Beim Justizministerium kommentierte man die Anschuldigungen des Abgeordneten Grizak nicht. „Die Diskussionen zum Gesetzentwurf endeten in dem Moment, als der Präsident die Entscheidung zum Veto traf“, erklärte die Pressesprecherin des Ministers, Lija Iltschenko, dem “Kommersant-Ukraine”. Sie fügte hinzu, dass jetzt ein prinzipiell anderes Gesetz beschlossen werden muss.
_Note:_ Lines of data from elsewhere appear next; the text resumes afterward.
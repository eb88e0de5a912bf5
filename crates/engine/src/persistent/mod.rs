//! Persistent state between runs
//!
//! State is stored as key/value pairs grouped into buckets. Values are JSON.
//!
//! - [`ENTRY_STATE_BUCKET`]: last-written [`EntryState`] per target path
//! - [`SCRIPT_STATE_BUCKET`]: [`ScriptState`] per hash of a run-once script
//! - [`CONFIG_STATE_BUCKET`]: hash of the config file the state belongs to
//!
//! [`EntryState`]: crate::entry_state::EntryState

mod database;
mod debug;
mod mock;
mod null;

pub use database::RedbPersistentState;
pub use debug::DebugPersistentState;
pub use mock::MockPersistentState;
pub use null::NullPersistentState;

use crate::error::{Error, Result};
use chrono::{DateTime, Utc};
use serde::de::DeserializeOwned;
use serde::{Deserialize, Serialize};

/// Bucket of last-written entry states, keyed by absolute target path
pub const ENTRY_STATE_BUCKET: &str = "entryState";
/// Bucket of run-once script records, keyed by hex contents hash
pub const SCRIPT_STATE_BUCKET: &str = "scriptState";
/// Bucket of configuration state
pub const CONFIG_STATE_BUCKET: &str = "configState";

/// Callback invoked for every key/value pair in a bucket
pub type ForEachFn<'a> = dyn FnMut(&[u8], &[u8]) -> Result<()> + 'a;

/// Trait for persistent state storage
pub trait PersistentState {
    /// Get a value from a bucket
    fn get(&self, bucket: &str, key: &[u8]) -> Result<Option<Vec<u8>>>;

    /// Set a value in a bucket
    fn set(&self, bucket: &str, key: &[u8], value: &[u8]) -> Result<()>;

    /// Delete a key from a bucket
    fn delete(&self, bucket: &str, key: &[u8]) -> Result<()>;

    /// Delete an entire bucket
    fn delete_bucket(&self, bucket: &str) -> Result<()>;

    /// Iterate over all key/value pairs in a bucket, in key order
    fn for_each(&self, bucket: &str, f: &mut ForEachFn<'_>) -> Result<()>;

    /// Names of all buckets
    fn buckets(&self) -> Result<Vec<String>>;

    /// Copy every bucket into `other`
    fn copy_to(&self, other: &dyn PersistentState) -> Result<()> {
        for bucket in self.buckets()? {
            self.for_each(&bucket, &mut |key, value| other.set(&bucket, key, value))?;
        }
        Ok(())
    }

    /// Close the store
    fn close(self) -> Result<()>
    where
        Self: Sized,
    {
        Ok(())
    }
}

/// Record of a run-once script
#[derive(Debug, Clone, PartialEq, Eq, Serialize, Deserialize)]
#[serde(rename_all = "camelCase")]
pub struct ScriptState {
    /// Target name of the script when it ran
    pub name: String,
    /// When it ran
    pub run_at: DateTime<Utc>,
}

/// Read and decode a JSON value
pub fn get_json<T: DeserializeOwned>(
    state: &dyn PersistentState,
    bucket: &str,
    key: &[u8],
) -> Result<Option<T>> {
    let Some(bytes) = state.get(bucket, key)? else {
        return Ok(None);
    };
    serde_json::from_slice(&bytes).map(Some).map_err(|e| Error::Format {
        format: "json",
        message: format!("{bucket}/{}: {e}", String::from_utf8_lossy(key)),
    })
}

/// Encode and store a JSON value
pub fn set_json<T: Serialize>(state: &dyn PersistentState, bucket: &str, key: &[u8], value: &T) -> Result<()> {
    let bytes = serde_json::to_vec(value).map_err(|e| Error::Format {
        format: "json",
        message: e.to_string(),
    })?;
    state.set(bucket, key, &bytes)
}

/// Every bucket and its entries as JSON
///
/// Values that are not valid JSON are included as strings.
pub fn dump(state: &dyn PersistentState) -> Result<serde_json::Value> {
    let mut buckets = serde_json::Map::new();
    for bucket in state.buckets()? {
        let mut entries = serde_json::Map::new();
        state.for_each(&bucket, &mut |key, value| {
            let value = serde_json::from_slice(value)
                .unwrap_or_else(|_| serde_json::Value::String(String::from_utf8_lossy(value).into_owned()));
            entries.insert(String::from_utf8_lossy(key).into_owned(), value);
            Ok(())
        })?;
        buckets.insert(bucket, serde_json::Value::Object(entries));
    }
    Ok(serde_json::Value::Object(buckets))
}

#[cfg(test)]
mod tests {
    #![allow(clippy::unwrap_used, clippy::panic)]

    use super::*;
    use crate::entry_state::{EntryState, EntryStateType};

    #[test]
    fn test_json_helpers() {
        let state = MockPersistentState::new();
        let entry = EntryState::new(EntryStateType::Dir, 0o755);
        set_json(&state, ENTRY_STATE_BUCKET, b"/home/user/.config", &entry).unwrap();
        let back: EntryState = get_json(&state, ENTRY_STATE_BUCKET, b"/home/user/.config")
            .unwrap()
            .unwrap();
        assert_eq!(back, entry);
        assert!(get_json::<EntryState>(&state, ENTRY_STATE_BUCKET, b"missing").unwrap().is_none());
    }

    #[test]
    fn test_invalid_json() {
        let state = MockPersistentState::new();
        state.set(SCRIPT_STATE_BUCKET, b"k", b"not json").unwrap();
        assert!(matches!(
            get_json::<ScriptState>(&state, SCRIPT_STATE_BUCKET, b"k"),
            Err(Error::Format { format: "json", .. })
        ));
    }

    #[test]
    fn test_copy_to_and_dump() {
        let from = MockPersistentState::new();
        let script = ScriptState {
            name: "run_once_setup.sh".to_string(),
            run_at: DateTime::from_timestamp(0, 0).unwrap(),
        };
        set_json(&from, SCRIPT_STATE_BUCKET, b"abc", &script).unwrap();
        from.set(CONFIG_STATE_BUCKET, b"configHash", b"\"x\"").unwrap();

        let to = MockPersistentState::new();
        from.copy_to(&to).unwrap();
        let dumped = dump(&to).unwrap();
        assert_eq!(dumped["scriptState"]["abc"]["name"], "run_once_setup.sh");
        assert_eq!(dumped["scriptState"]["abc"]["runAt"], "1970-01-01T00:00:00Z");
        assert_eq!(dumped["configState"]["configHash"], "x");
    }
}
Bislang ist unklar, wie der Ausweg aus dieser Situation aussehen wird. Wassilij Grizak beabsichtigt die Rückkehr zur Prüfung des abgelehnten Gesetzes einzuleiten: „Man muss die Anmerkungen des Präsidenten studieren, einige Änderungen in den Ausgangsentwurf eintragen, das Gesetz erneut mit 226 Stimmen beschließen und dieses dem Präsidenten erneut zur Unterschrift vorlegen. Dabei wird es die Möglichkeit geben einige Mängel zu korrigieren, beispielsweise auf die Biometrie in Rentenausweisen und in anderen Dokumenten zu verzichten“.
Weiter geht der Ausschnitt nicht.